(Dataset entries)
------------------------------------------------------------
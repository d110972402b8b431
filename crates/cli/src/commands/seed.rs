//! Sample catalog data.
//!
//! ```bash
//! shop-cli seed
//! ```
//!
//! Skipped when the catalog already has products.

use rust_decimal::Decimal;

use simple_shop_core::{ProductFilter, ProductStatus};
use simple_shop_core::write::{NewImage, NewTag, NewVariant, ProductCreate};
use simple_shop_server::db::ProductRepository;

use super::{CommandError, connect};

fn image(src: &str, alt: &str) -> NewImage {
    NewImage {
        src: src.to_owned(),
        alt: alt.to_owned(),
    }
}

fn variant(title: &str, centavos: i64, sku: &str, quantity: i32) -> NewVariant {
    NewVariant {
        title: Some(title.to_owned()),
        price: Decimal::new(centavos, 2),
        sku: Some(sku.to_owned()),
        inventory_quantity: Some(quantity),
    }
}

fn tags(names: &[&str]) -> Vec<NewTag> {
    names
        .iter()
        .map(|name| NewTag {
            name: (*name).to_owned(),
        })
        .collect()
}

/// The three sample products.
fn sample_products() -> Vec<ProductCreate> {
    vec![
        ProductCreate {
            title: "Wireless Headphones".to_owned(),
            body_html: "High-quality wireless headphones with noise-canceling feature.".to_owned(),
            vendor: "AudioTech".to_owned(),
            product_type: Some("Electronics".to_owned()),
            status: Some(ProductStatus::Active),
            images: vec![
                image("/images/headphones1.jpg", "Wireless Headphones"),
                image("/images/headphones2.jpg", "Side View"),
            ],
            variants: vec![
                variant("Black", 299_900, "WH-BLK-001", 20),
                variant("White", 299_900, "WH-WHT-001", 15),
            ],
            tags: tags(&["Audio", "Wireless"]),
        },
        ProductCreate {
            title: "Smartphone Case".to_owned(),
            body_html: "Durable TPU smartphone case with anti-slip grip and raised camera edges."
                .to_owned(),
            vendor: "CaseCo".to_owned(),
            product_type: Some("Accessories".to_owned()),
            status: Some(ProductStatus::Active),
            images: vec![image("/images/case1.jpg", "Smartphone Case")],
            variants: vec![
                variant("Black", 49_900, "SC-BLK-001", 50),
                variant("Blue", 49_900, "SC-BLU-001", 35),
            ],
            tags: tags(&["Phone", "Case"]),
        },
        ProductCreate {
            title: "Coffee Mug".to_owned(),
            body_html: "Ceramic coffee mug with 350ml capacity, dishwasher and microwave safe."
                .to_owned(),
            vendor: "Kitchenware Co".to_owned(),
            product_type: Some("Home & Kitchen".to_owned()),
            status: Some(ProductStatus::Active),
            images: vec![image("/images/mug1.jpg", "Coffee Mug")],
            variants: vec![variant("Standard", 25_000, "MUG-STD-001", 100)],
            tags: tags(&["Kitchen", "Drinkware"]),
        },
    ]
}

/// Insert the sample products into an empty catalog.
///
/// # Errors
///
/// Returns an error if the database is unreachable or an insert fails.
pub async fn run() -> Result<(), CommandError> {
    let pool = connect().await?;
    let repo = ProductRepository::new(&pool);

    let existing = repo.count(&ProductFilter::default()).await?;
    if existing > 0 {
        tracing::info!(existing, "Catalog already has products, skipping seed");
        return Ok(());
    }

    for product in sample_products() {
        let created = repo.create(&product.normalized()).await?;
        tracing::info!(product_id = %created.id, title = %created.title, "Seeded product");
    }

    tracing::info!("Seed complete");
    Ok(())
}

#[cfg(test)]
mod tests {
    use simple_shop_core::validation::Validate;

    use super::*;

    #[test]
    fn test_sample_products_pass_validation() {
        for product in sample_products() {
            assert!(product.validate().is_ok(), "{} is invalid", product.title);
        }
    }
}
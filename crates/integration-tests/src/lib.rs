//! Integration tests for Simple Shop.
//!
//! Each test starts the full application on a random local port against a
//! real, migrated database and talks to it over HTTP with `reqwest`.
//!
//! # Running Tests
//!
//! ```bash
//! export SHOP_DATABASE_URL=postgres://localhost/simple_shop_test
//! cargo run -p simple-shop-cli -- migrate
//! cargo test -p simple-shop-integration-tests -- --ignored
//! ```
//!
//! Sessions use an in-memory store so tests can sign in an admin without
//! going through an OAuth provider.

#![allow(clippy::missing_panics_doc, clippy::expect_used)]

use std::collections::HashMap;

use reqwest::{Client, RequestBuilder};
use serde_json::Value;
use sqlx::PgPool;
use tower_sessions::cookie::time::{Duration, OffsetDateTime};
use tower_sessions::session::{Id, Record};
use tower_sessions::{MemoryStore, SessionStore};

use simple_shop_core::{Email, UserRole};
use simple_shop_server::config::{OAuthConfig, ShopConfig, database_url_from_env};
use simple_shop_server::db::{self, UserRepository};
use simple_shop_server::middleware::session::{SESSION_COOKIE_NAME, session_layer};
use simple_shop_server::models::{CurrentUser, OAuthProvider, ProviderIdentity, session_keys};
use simple_shop_server::state::AppState;

const TEST_SESSION_SECRET: &str = "aB3$xY9!mK2@nL5#pQ7&rT0*uW4^zC6%vD8";
const ADMIN_EMAIL: &str = "integration-admin@example.com";

/// A running application plus handles for setting up fixtures.
pub struct TestServer {
    pub base_url: String,
    pub client: Client,
    pub pool: PgPool,
    store: MemoryStore,
}

impl TestServer {
    /// Bind a random port and serve the application on it.
    pub async fn start() -> Self {
        let database_url = database_url_from_env().expect("SHOP_DATABASE_URL must be set");
        let pool = db::create_pool(&database_url)
            .await
            .expect("Failed to connect to test database");

        let listener = tokio::net::TcpListener::bind("127.0.0.1:0")
            .await
            .expect("Failed to bind test listener");
        let addr = listener.local_addr().expect("Listener has no address");
        let base_url = format!("http://{addr}");

        let config = ShopConfig {
            database_url,
            host: addr.ip(),
            port: addr.port(),
            base_url: base_url.clone(),
            session_secret: TEST_SESSION_SECRET.into(),
            oauth: OAuthConfig::default(),
            sentry_dsn: None,
            sentry_environment: None,
        };

        let store = MemoryStore::default();
        let app = simple_shop_server::app(
            AppState::new(config, pool.clone()),
            session_layer(store.clone(), false),
        );

        tokio::spawn(async move {
            axum::serve(listener, app).await.expect("Test server failed");
        });

        let client = Client::builder()
            .redirect(reqwest::redirect::Policy::none())
            .build()
            .expect("Failed to create HTTP client");

        Self {
            base_url,
            client,
            pool,
            store,
        }
    }

    /// Absolute URL for `path`.
    #[must_use]
    pub fn url(&self, path: &str) -> String {
        format!("{}{path}", self.base_url)
    }

    /// Session cookie for a signed-in admin.
    ///
    /// Creates (or reuses) the admin user in the database and plants a session
    /// for them in the in-memory store.
    pub async fn admin_cookie(&self) -> String {
        let users = UserRepository::new(&self.pool);
        let identity = ProviderIdentity {
            provider: OAuthProvider::Google,
            provider_account_id: "integration-admin".to_owned(),
            email: Some(Email::parse(ADMIN_EMAIL).expect("valid email")),
            name: Some("Integration Admin".to_owned()),
            image: None,
        };
        let user = users
            .upsert_from_identity(&identity)
            .await
            .expect("Failed to create admin user");
        let email = user.email.clone().expect("admin has an email");
        let user = users
            .set_role(&email, UserRole::Admin)
            .await
            .expect("Failed to promote admin user");

        let current = CurrentUser::from(&user);
        let mut record = Record {
            id: Id::default(),
            data: HashMap::from([(
                session_keys::CURRENT_USER.to_owned(),
                serde_json::to_value(&current).expect("serializable user"),
            )]),
            expiry_date: OffsetDateTime::now_utc() + Duration::hours(1),
        };
        self.store
            .create(&mut record)
            .await
            .expect("Failed to store session");

        format!("{SESSION_COOKIE_NAME}={}", record.id)
    }

    /// Request builder carrying the admin session.
    pub async fn as_admin(&self, request: RequestBuilder) -> RequestBuilder {
        request.header(reqwest::header::COOKIE, self.admin_cookie().await)
    }
}

/// A valid product body with a unique title.
#[must_use]
pub fn product_body(title_prefix: &str) -> Value {
    serde_json::json!({
        "title": format!("{title_prefix} {}", uuid::Uuid::new_v4()),
        "body_html": "A product created by the integration tests, long enough to pass.",
        "vendor": "Integration Vendor",
        "product_type": "Integration",
        "images": [{ "src": "https://example.com/a.jpg", "alt": "A" }],
        "variants": [{ "title": "Default", "price": "19.99", "inventory_quantity": 3 }],
        "tags": [{ "name": "integration" }]
    })
}
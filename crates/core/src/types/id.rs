//! Newtype IDs for catalog records.
//!
//! Every table uses a `SERIAL` primary key. Wrapping the raw `i32` keeps a
//! variant id from being passed where a product id is expected, which matters
//! here because child ids are regenerated on every destructive update.

/// Define a type-safe ID wrapper around an `i32` primary key.
///
/// Generated types are `Copy`, serialize transparently as numbers, parse from
/// path segments via `FromStr`, and (with the `postgres` feature) bind and
/// decode as `INT4`.
///
/// # Example
///
/// ```rust
/// # use simple_shop_core::define_id;
/// define_id!(WidgetId);
///
/// let id: WidgetId = "42".parse().unwrap();
/// assert_eq!(id.as_i32(), 42);
/// ```
#[macro_export]
macro_rules! define_id {
    ($name:ident) => {
        #[derive(
            Debug,
            Clone,
            Copy,
            PartialEq,
            Eq,
            Hash,
            PartialOrd,
            Ord,
            ::serde::Serialize,
            ::serde::Deserialize
        )]
        #[cfg_attr(feature = "postgres", derive(::sqlx::Type), sqlx(transparent))]
        #[serde(transparent)]
        pub struct $name(i32);

        impl $name {
            /// Wrap a raw primary key.
            #[must_use]
            pub const fn new(id: i32) -> Self {
                Self(id)
            }

            /// Get the underlying primary key.
            #[must_use]
            pub const fn as_i32(&self) -> i32 {
                self.0
            }
        }

        impl ::core::fmt::Display for $name {
            fn fmt(&self, f: &mut ::core::fmt::Formatter<'_>) -> ::core::fmt::Result {
                write!(f, "{}", self.0)
            }
        }

        impl ::core::str::FromStr for $name {
            type Err = ::core::num::ParseIntError;

            fn from_str(s: &str) -> ::core::result::Result<Self, Self::Err> {
                s.trim().parse::<i32>().map(Self)
            }
        }

        impl From<i32> for $name {
            fn from(id: i32) -> Self {
                Self(id)
            }
        }

        impl From<$name> for i32 {
            fn from(id: $name) -> Self {
                id.0
            }
        }
    };
}

define_id!(ProductId);
define_id!(VariantId);
define_id!(ImageId);
define_id!(TagId);
define_id!(SupplierId);
define_id!(UserId);
define_id!(AccountId);
//! HTTP route handlers.
//!
//! # Route Structure
//!
//! ```text
//! GET  /                              - Home page
//! GET  /health                        - Liveness
//! GET  /health/ready                  - Readiness (database)
//!
//! # Storefront
//! GET  /products                      - Product listing (q, tag, page)
//! GET  /products/{id}                 - Product detail
//! GET  /collections                   - Collection listing
//! GET  /collections/{product_type}    - Collection detail
//!
//! # Auth
//! GET  /auth/signin                   - Sign-in page
//! GET  /auth/{provider}/login         - Redirect to Google / Facebook
//! GET  /auth/{provider}/callback      - Handle OAuth callback
//! POST /auth/guest                    - Guest sign-in
//! POST /auth/signout                  - Sign out
//!
//! # Admin (requires admin role)
//! GET  /admin                         - Dashboard
//! GET  /admin/products                - Product table
//! POST /admin/products                - Create from JSON product form
//! GET  /admin/products/new            - New product form
//! GET  /admin/products/{id}           - Product detail
//! GET  /admin/products/{id}/edit      - Edit form
//! POST /admin/products/{id}/edit      - Update from JSON product form
//! GET  /admin/suppliers               - Supplier table
//! POST /admin/suppliers               - Create supplier
//! GET  /admin/suppliers/new           - New supplier form
//! GET  /admin/suppliers/{id}          - Supplier detail / edit form
//! POST /admin/suppliers/{id}          - Update supplier
//! POST /admin/suppliers/{id}/delete   - Delete supplier
//!
//! # JSON API (writes require admin role)
//! GET|POST         /api/products
//! GET|PUT|DELETE   /api/products/{id}
//! GET|POST         /api/suppliers
//! GET|PUT|DELETE   /api/suppliers/{id}
//! ```

pub mod admin;
pub mod api;
pub mod auth;
pub mod collections;
pub mod health;
pub mod home;
pub mod products;

use askama::Template;
use askama_web::WebTemplate;
use axum::{
    Router,
    http::StatusCode,
    response::{IntoResponse, Response},
    routing::{get, post},
};

use crate::filters;
use crate::middleware::OptionalUser;
use crate::models::CurrentUser;
use crate::state::AppState;

/// Create the auth routes router.
pub fn auth_routes() -> Router<AppState> {
    Router::new()
        .route("/signin", get(auth::signin_page))
        .route("/guest", post(auth::guest))
        .route("/signout", post(auth::signout))
        .route("/{provider}/login", get(auth::login))
        .route("/{provider}/callback", get(auth::callback))
}

/// Create the product routes router.
pub fn product_routes() -> Router<AppState> {
    Router::new()
        .route("/", get(products::index))
        .route("/{id}", get(products::show))
}

/// Create the collection routes router.
pub fn collection_routes() -> Router<AppState> {
    Router::new()
        .route("/", get(collections::index))
        .route("/{product_type}", get(collections::show))
}

/// Create all routes.
pub fn routes(state: AppState) -> Router<AppState> {
    Router::new()
        .route("/", get(home::home))
        .nest("/products", product_routes())
        .nest("/collections", collection_routes())
        .nest("/auth", auth_routes())
        .nest("/admin", admin::router())
        .merge(api::router(state))
        .fallback(fallback)
}

/// Not-found page.
#[derive(Template, WebTemplate)]
#[template(path = "not_found.html")]
pub struct NotFoundTemplate {
    pub user: Option<CurrentUser>,
}

/// Render the not-found page with a 404 status.
pub fn not_found_page(user: Option<CurrentUser>) -> Response {
    (StatusCode::NOT_FOUND, NotFoundTemplate { user }).into_response()
}

async fn fallback(OptionalUser(user): OptionalUser) -> Response {
    not_found_page(user)
}
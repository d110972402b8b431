//! Session-related types.
//!
//! Types stored in the session for authentication state.

use serde::{Deserialize, Serialize};

use simple_shop_core::{Email, UserId, UserRole};

use super::User;

/// Display name given to guest sign-ins.
pub const GUEST_NAME: &str = "Guest User";

/// Session-stored user identity.
///
/// Guests have no database row, so `id` is `None` for them.
#[derive(Debug, Clone, PartialEq, Eq, Serialize, Deserialize)]
pub struct CurrentUser {
    pub id: Option<UserId>,
    pub email: Option<Email>,
    pub name: String,
    #[serde(default)]
    pub image: Option<String>,
    pub role: UserRole,
}

impl CurrentUser {
    /// A guest session, never backed by a database row.
    #[must_use]
    pub fn guest() -> Self {
        Self {
            id: None,
            email: None,
            name: GUEST_NAME.to_owned(),
            image: None,
            role: UserRole::Default,
        }
    }

    /// Whether this user may use the back-office and write API.
    #[must_use]
    pub const fn is_admin(&self) -> bool {
        self.role.is_admin()
    }

    #[must_use]
    pub const fn is_guest(&self) -> bool {
        self.id.is_none()
    }
}

impl From<&User> for CurrentUser {
    fn from(user: &User) -> Self {
        let name = user
            .name
            .clone()
            .or_else(|| user.email.as_ref().map(ToString::to_string))
            .unwrap_or_else(|| "Customer".to_owned());

        Self {
            id: Some(user.id),
            email: user.email.clone(),
            name,
            image: user.image.clone(),
            role: user.role,
        }
    }
}

/// Session keys for authentication data.
pub mod keys {
    /// Key for storing the current signed-in user.
    pub const CURRENT_USER: &str = "current_user";

    /// Key for the OAuth `state` parameter (CSRF protection).
    pub const OAUTH_STATE: &str = "oauth_state";
}

#[cfg(test)]
mod tests {
    use super::*;

    #[test]
    fn test_guest_has_no_id_and_no_admin_rights() {
        let guest = CurrentUser::guest();
        assert!(guest.is_guest());
        assert!(!guest.is_admin());
        assert_eq!(guest.name, "Guest User");
    }
}
//! Simple Shop CLI - Database migrations and management tools.
//!
//! # Usage
//!
//! ```bash
//! # Run database migrations
//! shop-cli migrate
//!
//! # Insert the sample products
//! shop-cli seed
//!
//! # Grant or revoke the admin role
//! shop-cli user promote jane@example.com
//! shop-cli user demote jane@example.com
//! ```
//!
//! # Commands
//!
//! - `migrate` - Run database migrations
//! - `seed` - Insert sample catalog data
//! - `user promote|demote` - Set a user's role

#![cfg_attr(not(test), forbid(unsafe_code))]

use clap::{Parser, Subcommand};

mod commands;

#[derive(Parser)]
#[command(name = "shop-cli")]
#[command(author, version, about = "Simple Shop CLI tools")]
struct Cli {
    #[command(subcommand)]
    command: Commands,
}

#[derive(Subcommand)]
enum Commands {
    /// Run database migrations
    Migrate,
    /// Insert the sample products
    Seed,
    /// Manage user roles
    User {
        #[command(subcommand)]
        action: UserAction,
    },
}

#[derive(Subcommand)]
enum UserAction {
    /// Grant the admin role
    Promote {
        /// Email of a user who has signed in at least once
        email: String,
    },
    /// Revoke the admin role
    Demote {
        /// Email of the user
        email: String,
    },
}

#[tokio::main]
async fn main() {
    dotenvy::dotenv().ok();
    tracing_subscriber::fmt::init();

    let cli = Cli::parse();

    if let Err(e) = run(cli).await {
        tracing::error!("Command failed: {e}");
        std::process::exit(1);
    }
}

async fn run(cli: Cli) -> Result<(), commands::CommandError> {
    match cli.command {
        Commands::Migrate => commands::migrate::run().await?,
        Commands::Seed => commands::seed::run().await?,
        Commands::User { action } => match action {
            UserAction::Promote { email } => {
                commands::user::set_role(&email, simple_shop_core::UserRole::Admin).await?;
            }
            UserAction::Demote { email } => {
                commands::user::set_role(&email, simple_shop_core::UserRole::Default).await?;
            }
        },
    }
    Ok(())
}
------------------------------------------------------------
■ Your goal ■
With "bool" as the word to match, copy each line of the records that has it.

■ Response area ■
    pub const fn is_admin(&self) -> bool {
    pub const fn is_guest(&self) -> bool {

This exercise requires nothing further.